Bill Thompson suggests that these rules of perception and preconception are also found online. Online Search is essentially a means of finding out what we already know, or think we know or think we should know. He notes that this encourages a type of mental assimilation and discourages mental challenges—we slot the facts that we “learn” online into our existing beliefs and ideas. Rather than alter how we think, we simply add to what we think, reinforcing rather than reinterpreting.
Thompson is smart to see that our connections, or how we search for a topic, tend to carry as much weight as the content that we seek out. Like any language, the online world requires us to frame an inquiry and then build upon the answer that is at least implied in the original question. “Is there…?” “Yes/no, there is…”

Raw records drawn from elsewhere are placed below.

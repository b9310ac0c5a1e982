//! Incremental WARC framing state machine

use bytes::{Buf, BytesMut};
use tracing::{debug, warn};

use crate::record::{HeaderMap, WarcRecord, RECORD_SEPARATOR, VERSION_PREFIX};
use crate::{Result, WarcError};

/// Default longest accepted header or version line
pub const DEFAULT_MAX_LINE_LENGTH: usize = 64 * 1024;

/// Upper bound on the content buffer reserved up front for one record
const CONTENT_PREALLOC_MAX: usize = 1024 * 1024;

/// Limits applied while framing
#[derive(Debug, Clone, Copy, PartialEq, Eq)]
pub struct ParserLimits {
    /// Longest accepted header or version line, in bytes
    pub max_line_length: usize,
}

impl Default for ParserLimits {
    fn default() -> Self {
        Self {
            max_line_length: DEFAULT_MAX_LINE_LENGTH,
        }
    }
}

/// Parser state, exposed for diagnostics
#[derive(Debug, Clone, Copy, PartialEq, Eq)]
pub enum ParserState {
    /// Looking for a `WARC/<version>` line
    SeekingVersionLine,
    /// Reading `Name: value` lines until a blank line
    ReadingHeaders,
    /// Collecting exactly `Content-Length` bytes
    ReadingContent,
    /// Consuming the `\r\n\r\n` record separator
    SkippingTrailingCrlf,
    /// A framing error occurred; no further records will be produced
    Failed,
}

/// Record under construction
struct PendingRecord {
    version: String,
    headers: HeaderMap,
    content: BytesMut,
    expected: usize,
    stream_pos: u64,
}

/// Incremental WARC record parser.
///
/// Bytes are pushed in chunks of any size; chunk boundaries need not line up with
/// anything in the WARC structure. Unconsumed bytes are carried over between calls.
/// [`next_record`](Self::next_record) advances the state machine until exactly one
/// record completes or more input is needed, so at most one finished record is
/// ever held by the parser.
pub struct FrameParser {
    state: ParserState,
    buffer: BytesMut,
    /// Stream offset of `buffer[0]`
    offset: u64,
    pending: Option<PendingRecord>,
    limits: ParserLimits,
    records_emitted: u64,
}

impl Default for FrameParser {
    fn default() -> Self {
        Self::new()
    }
}

impl FrameParser {
    /// Create a parser with default limits
    #[must_use]
    pub fn new() -> Self {
        Self::with_limits(ParserLimits::default())
    }

    /// Create a parser with explicit limits
    #[must_use]
    pub fn with_limits(limits: ParserLimits) -> Self {
        Self {
            state: ParserState::SeekingVersionLine,
            buffer: BytesMut::new(),
            offset: 0,
            pending: None,
            limits,
            records_emitted: 0,
        }
    }

    /// Current state
    #[must_use]
    pub fn state(&self) -> ParserState {
        self.state
    }

    /// Bytes carried over and not yet consumed
    #[must_use]
    pub fn buffered(&self) -> usize {
        self.buffer.len()
    }

    /// Number of records produced so far
    #[must_use]
    pub fn records_emitted(&self) -> u64 {
        self.records_emitted
    }

    /// Append a chunk of input
    pub fn push(&mut self, chunk: &[u8]) {
        self.buffer.extend_from_slice(chunk);
    }

    /// Push a chunk and collect every record it completes
    ///
    /// # Errors
    ///
    /// Returns error if the input is not validly framed
    pub fn feed(&mut self, chunk: &[u8]) -> Result<Vec<WarcRecord>> {
        self.push(chunk);
        let mut records = Vec::new();
        while let Some(record) = self.next_record()? {
            records.push(record);
        }
        Ok(records)
    }

    /// Advance until the next record is complete.
    ///
    /// Returns `Ok(None)` when more input is needed.
    ///
    /// # Errors
    ///
    /// Returns error if the input is not validly framed. The parser is unusable
    /// afterwards.
    pub fn next_record(&mut self) -> Result<Option<WarcRecord>> {
        let result = self.advance();
        if result.is_err() {
            self.state = ParserState::Failed;
            self.pending = None;
        }
        result
    }

    /// Signal end of input.
    ///
    /// # Errors
    ///
    /// Returns a framing error if input ended inside a record
    pub fn finish(&mut self) -> Result<()> {
        match self.state {
            ParserState::SeekingVersionLine
                if self.buffer.iter().all(u8::is_ascii_whitespace) =>
            {
                self.buffer.clear();
                debug!(
                    "Parser finished after {} record(s), {} bytes",
                    self.records_emitted, self.offset
                );
                Ok(())
            }
            ParserState::Failed => Err(WarcError::Usage(
                "parser already failed on earlier input".to_string(),
            )),
            _ => {
                let offset = self
                    .pending
                    .as_ref()
                    .map_or(self.offset, |p| p.stream_pos);
                self.state = ParserState::Failed;
                self.pending = None;
                Err(WarcError::framing(offset, "truncated record"))
            }
        }
    }

    fn advance(&mut self) -> Result<Option<WarcRecord>> {
        loop {
            match self.state {
                ParserState::SeekingVersionLine => {
                    let line_start = self.offset;
                    let Some(line) = self.take_line()? else {
                        return Ok(None);
                    };
                    let text = String::from_utf8_lossy(&line);
                    let text = text.trim();
                    if text.is_empty() {
                        continue;
                    }
                    if let Some(version) = text.strip_prefix(VERSION_PREFIX) {
                        self.pending = Some(PendingRecord {
                            version: version.trim().to_string(),
                            headers: HeaderMap::new(),
                            content: BytesMut::new(),
                            expected: 0,
                            stream_pos: line_start,
                        });
                        self.state = ParserState::ReadingHeaders;
                    } else {
                        warn!("Skipping non-WARC line at offset {}", line_start);
                    }
                }
                ParserState::ReadingHeaders => {
                    let line_start = self.offset;
                    let Some(line) = self.take_line()? else {
                        return Ok(None);
                    };
                    let pending = self.pending_mut()?;
                    if line.is_empty() {
                        pending.expected = pending
                            .headers
                            .get("Content-Length")
                            .and_then(|v| v.parse::<usize>().ok())
                            .unwrap_or(0);
                        pending.content =
                            BytesMut::with_capacity(pending.expected.min(CONTENT_PREALLOC_MAX));
                        self.state = ParserState::ReadingContent;
                        continue;
                    }
                    let text = String::from_utf8_lossy(&line);
                    if text.starts_with(|c: char| c == ' ' || c == '\t') {
                        if !pending.headers.extend_last(&text) {
                            return Err(WarcError::framing(
                                line_start,
                                "continuation line before any header",
                            ));
                        }
                        continue;
                    }
                    match text.split_once(": ").or_else(|| text.split_once(':')) {
                        Some((name, value)) if !name.trim().is_empty() => {
                            pending.headers.insert(name, value);
                        }
                        _ => {
                            return Err(WarcError::framing(
                                line_start,
                                format!("malformed header line {:?}", text),
                            ));
                        }
                    }
                }
                ParserState::ReadingContent => {
                    let available = self.buffer.len();
                    let pending = self
                        .pending
                        .as_mut()
                        .ok_or_else(|| WarcError::framing(self.offset, "no record in progress"))?;
                    let needed = pending.expected - pending.content.len();
                    let take = needed.min(available);
                    if take > 0 {
                        let chunk = self.buffer.split_to(take);
                        if pending.content.is_empty() && take == needed {
                            pending.content = chunk;
                        } else {
                            pending.content.extend_from_slice(&chunk);
                        }
                        self.offset += take as u64;
                    }
                    if pending.content.len() < pending.expected {
                        return Ok(None);
                    }

                    let Some(done) = self.pending.take() else {
                        return Err(WarcError::framing(self.offset, "no record in progress"));
                    };
                    self.state = ParserState::SkippingTrailingCrlf;
                    self.records_emitted += 1;
                    debug!(
                        "Parsed WARC record at offset {} ({} content bytes)",
                        done.stream_pos, done.expected
                    );
                    return Ok(Some(WarcRecord::parsed(
                        done.version,
                        done.headers,
                        done.content.freeze(),
                        done.stream_pos,
                    )));
                }
                ParserState::SkippingTrailingCrlf => {
                    let sep_len = RECORD_SEPARATOR.len();
                    let have = self.buffer.len().min(sep_len);
                    if self.buffer[..have] != RECORD_SEPARATOR[..have] {
                        return Err(WarcError::framing(
                            self.offset,
                            "missing CRLF CRLF separator after record content",
                        ));
                    }
                    if have < sep_len {
                        return Ok(None);
                    }
                    self.buffer.advance(sep_len);
                    self.offset += sep_len as u64;
                    self.state = ParserState::SeekingVersionLine;
                }
                ParserState::Failed => {
                    return Err(WarcError::Usage(
                        "parser already failed on earlier input".to_string(),
                    ));
                }
            }
        }
    }

    fn pending_mut(&mut self) -> Result<&mut PendingRecord> {
        let offset = self.offset;
        self.pending
            .as_mut()
            .ok_or_else(|| WarcError::framing(offset, "no record in progress"))
    }

    /// Split off one line, without its `\n` / `\r\n` terminator
    fn take_line(&mut self) -> Result<Option<BytesMut>> {
        let Some(newline) = self.buffer.iter().position(|&b| b == b'\n') else {
            if self.buffer.len() > self.limits.max_line_length {
                return Err(WarcError::framing(self.offset, "line too long"));
            }
            return Ok(None);
        };
        if newline > self.limits.max_line_length {
            return Err(WarcError::framing(self.offset, "line too long"));
        }

        let mut line = self.buffer.split_to(newline + 1);
        self.offset += line.len() as u64;
        line.truncate(newline);
        if line.last() == Some(&b'\r') {
            line.truncate(newline - 1);
        }
        Ok(Some(line))
    }
}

More than language limits us when we begin any search in the off or online world. We are limited by the information that we can recognize or choose to access and accept. We intuitively seek out information that is compatible with what we already know, information that “makes sense”. We do this because the words and means of expression that we understand best are embedded in our method of research, in our routine.
It’s the common curse of any academic that s/he can only prove or disprove his or her idea. It is hoped that in doing so, new ideas may present themselves, encouraging a new direction of yes/no research. Even science is to a large extent a social enterprise, with certain questions or means of research remaining taboo until some entrepreneurial spirit decides to disregard social pressure and dig up a body to perform an autopsy or write a mathematical treatise that reorganizes the position of the celestial bodies.

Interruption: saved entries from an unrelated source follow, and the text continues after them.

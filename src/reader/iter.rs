//! Pull-style record iteration over a byte source

use std::io::{self, Read};

use crate::record::WarcRecord;
use crate::{Result, WarcError};

use super::parser::{FrameParser, ParserLimits};

/// Default number of bytes read from the source per parser feed
pub const DEFAULT_CHUNK_SIZE: usize = 64 * 1024;

/// Lazy, single-pass sequence of records read from `R`.
///
/// The source is read one chunk at a time and only when the parser needs more
/// input. After the first error, or after [`stop`](Self::stop), the iterator
/// yields `None` and the source has been dropped.
pub struct WarcRecords<R: Read> {
    source: Option<R>,
    parser: FrameParser,
    chunk: Vec<u8>,
}

impl<R: Read> WarcRecords<R> {
    /// Iterate over records in `source`
    pub fn new(source: R) -> Self {
        Self::with_options(source, DEFAULT_CHUNK_SIZE, ParserLimits::default())
    }

    /// Iterate with an explicit chunk size and parser limits
    pub fn with_options(source: R, chunk_size: usize, limits: ParserLimits) -> Self {
        Self {
            source: Some(source),
            parser: FrameParser::with_limits(limits),
            chunk: vec![0; chunk_size.max(1)],
        }
    }

    /// Stop iterating and release the source
    pub fn stop(&mut self) {
        self.source = None;
    }

    /// Whether the source is still held
    #[must_use]
    pub fn is_active(&self) -> bool {
        self.source.is_some()
    }

    /// Read the next record.
    ///
    /// Returns `Ok(None)` at the clean end of the stream or once stopped.
    ///
    /// # Errors
    ///
    /// Returns error if the source fails or the stream is badly framed
    pub fn read_next(&mut self) -> Result<Option<WarcRecord>> {
        let result = self.pull();
        if !matches!(result, Ok(Some(_))) {
            self.source = None;
        }
        result
    }

    fn pull(&mut self) -> Result<Option<WarcRecord>> {
        loop {
            let Some(source) = self.source.as_mut() else {
                return Ok(None);
            };
            if let Some(record) = self.parser.next_record()? {
                return Ok(Some(record));
            }

            let n = match source.read(&mut self.chunk) {
                Ok(n) => n,
                Err(e) if e.kind() == io::ErrorKind::Interrupted => continue,
                Err(e) => return Err(WarcError::from_source(e)),
            };
            if n == 0 {
                self.parser.finish()?;
                return Ok(None);
            }
            self.parser.push(&self.chunk[..n]);
        }
    }
}

impl<R: Read> Iterator for WarcRecords<R> {
    type Item = Result<WarcRecord>;

    fn next(&mut self) -> Option<Self::Item> {
        self.read_next().transpose()
    }
}

#[cfg(test)]
mod tests {
    use super::*;

    const RECORD: &[u8] =
        b"WARC/1.1\r\nWARC-Type: resource\r\nContent-Length: 4\r\n\r\ndata\r\n\r\n";

    /// Reader that hands out at most `step` bytes per call
    struct Trickle<'a> {
        data: &'a [u8],
        step: usize,
    }

    impl Read for Trickle<'_> {
        fn read(&mut self, buf: &mut [u8]) -> io::Result<usize> {
            let n = self.step.min(buf.len()).min(self.data.len());
            buf[..n].copy_from_slice(&self.data[..n]);
            self.data = &self.data[n..];
            Ok(n)
        }
    }

    #[test]
    fn test_iterate_records() {
        let mut input = RECORD.to_vec();
        input.extend_from_slice(RECORD);
        let records: Vec<_> = WarcRecords::new(&input[..])
            .collect::<Result<_>>()
            .unwrap();
        assert_eq!(records.len(), 2);
        assert_eq!(records[1].stream_pos(), RECORD.len() as u64);
    }

    #[test]
    fn test_trickled_source() {
        let records: Vec<_> = WarcRecords::with_options(
            Trickle { data: RECORD, step: 3 },
            2,
            ParserLimits::default(),
        )
        .collect::<Result<_>>()
        .unwrap();
        assert_eq!(records.len(), 1);
        assert_eq!(records[0].content().as_ref(), b"data");
    }

    #[test]
    fn test_error_fuses_iterator() {
        let mut records = WarcRecords::new(&b"WARC/1.1\r\nContent-Length: 9\r\n\r\nabc"[..]);
        assert!(matches!(records.next(), Some(Err(WarcError::Framing { .. }))));
        assert!(records.next().is_none());
        assert!(!records.is_active());
    }

    #[test]
    fn test_stop_releases_source() {
        let mut records = WarcRecords::new(RECORD);
        records.stop();
        assert!(!records.is_active());
        assert!(records.next().is_none());
    }
}
//! Configuration types for warc-framer

use serde::{Deserialize, Serialize};

use crate::reader::{DEFAULT_CHUNK_SIZE, DEFAULT_MAX_LINE_LENGTH};
use crate::{Result, WarcError};

/// Main configuration
#[derive(Debug, Clone, Default, PartialEq, Eq, Serialize, Deserialize)]
pub struct Config {
    /// Reader settings
    #[serde(default)]
    pub reader: ReaderConfig,
    /// Writer session defaults
    #[serde(default)]
    pub writer: WriterOptions,
}

/// Reader settings
#[derive(Debug, Clone, PartialEq, Eq, Serialize, Deserialize)]
pub struct ReaderConfig {
    /// Bytes read from the source per parser feed
    #[serde(default = "default_chunk_size")]
    pub chunk_size: usize,
    /// Longest accepted header line in bytes
    #[serde(default = "default_max_line_length")]
    pub max_line_length: usize,
}

fn default_chunk_size() -> usize {
    DEFAULT_CHUNK_SIZE
}

fn default_max_line_length() -> usize {
    DEFAULT_MAX_LINE_LENGTH
}

impl Default for ReaderConfig {
    fn default() -> Self {
        Self {
            chunk_size: DEFAULT_CHUNK_SIZE,
            max_line_length: DEFAULT_MAX_LINE_LENGTH,
        }
    }
}

/// Options recognized when a writer session is opened
#[derive(Debug, Clone, Copy, PartialEq, Eq, Serialize, Deserialize)]
pub struct WriterOptions {
    /// Append to an existing file instead of truncating it
    #[serde(default)]
    pub appending: bool,
    /// Compress every written block as an independent gzip member
    #[serde(default)]
    pub gzip: bool,
    /// Gzip level, 0-9
    #[serde(default = "default_compression_level")]
    pub compression_level: u32,
}

fn default_compression_level() -> u32 {
    6
}

impl Default for WriterOptions {
    fn default() -> Self {
        Self {
            appending: false,
            gzip: false,
            compression_level: default_compression_level(),
        }
    }
}

impl Config {
    /// Load configuration from TOML file
    ///
    /// # Errors
    ///
    /// Returns error if file cannot be read or parsed
    pub fn from_file(path: &std::path::Path) -> Result<Self> {
        let content = std::fs::read_to_string(path)
            .map_err(|e| WarcError::Config(format!("Failed to read config file: {e}")))?;

        let config: Self = toml::from_str(&content)
            .map_err(|e| WarcError::Config(format!("Failed to parse config: {e}")))?;

        config.validate()?;
        Ok(config)
    }

    /// Validate configuration
    ///
    /// # Errors
    ///
    /// Returns error if configuration is invalid
    pub fn validate(&self) -> Result<()> {
        if self.reader.chunk_size == 0 {
            return Err(WarcError::Config(
                "reader.chunk_size must be > 0".to_string(),
            ));
        }

        if self.reader.max_line_length == 0 {
            return Err(WarcError::Config(
                "reader.max_line_length must be > 0".to_string(),
            ));
        }

        if self.writer.compression_level > 9 {
            return Err(WarcError::Config(format!(
                "writer.compression_level must be 0-9, got {}",
                self.writer.compression_level
            )));
        }

        Ok(())
    }
}

#[cfg(test)]
mod tests {
    use super::*;
    use std::io::Write;
    use tempfile::NamedTempFile;

    #[test]
    fn test_config_parse() {
        let config_toml = r#"
            [reader]
            chunk_size = 4096

            [writer]
            gzip = true
        "#;

        let config: Config = toml::from_str(config_toml).unwrap();
        assert_eq!(config.reader.chunk_size, 4096);
        assert_eq!(config.reader.max_line_length, DEFAULT_MAX_LINE_LENGTH);
        assert!(config.writer.gzip);
        assert!(!config.writer.appending);
        assert_eq!(config.writer.compression_level, 6);
    }

    #[test]
    fn test_empty_config_uses_defaults() {
        let config: Config = toml::from_str("").unwrap();
        assert_eq!(config, Config::default());
        config.validate().unwrap();
    }

    #[test]
    fn test_config_from_file() {
        let mut file = NamedTempFile::new().unwrap();
        let config_toml = r#"
            [writer]
            appending = true
            compression_level = 9
        "#;
        file.write_all(config_toml.as_bytes()).unwrap();

        let config = Config::from_file(file.path()).unwrap();
        assert!(config.writer.appending);
        assert_eq!(config.writer.compression_level, 9);
    }

    #[test]
    fn test_invalid_config() {
        let config: Config = toml::from_str("[reader]\nchunk_size = 0").unwrap();
        assert!(config.validate().is_err());

        let config: Config = toml::from_str("[writer]\ncompression_level = 12").unwrap();
        assert!(matches!(config.validate(), Err(WarcError::Config(_))));
    }
}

What any individual can be surprised to discover is that, on occasion, perception, thought, and search can be completely remodeled. To do so is easier than expected—a new experience, a brand new context, or being asked rather than asking can change everything, or at least not “fit into” any existing preconceptions. It’s a task easily implemented by children out of necessity, but a task that is often avoided by adults out of fear, frustration, or mere inconvenience.
In one of my favorite children’s stories, Alice through the Looking Glass, I made a role model out of the narcissistic and Nietzschean White Queen after reading the following scene:
Alice, standing on the cusp of adulthood, sighs, "I can't believe that!"
"Can't you?" the queen said in a pitying tone. "Try again, draw a long breath, and shut your eyes."
Alice laughed. "There's no use trying," she said. "One can't believe impossible things."
"I dare say you haven't had much practice," said the queen. "When I was your age, I always did it for half an hour a day. Why, sometimes I've believed as many as six impossible things before breakfast."
While I’m not an advocate of taking every idea presented as credible, there’s something to be said for exploring the potential of a new thought pattern, even if unconventional can be a bit inconvenient.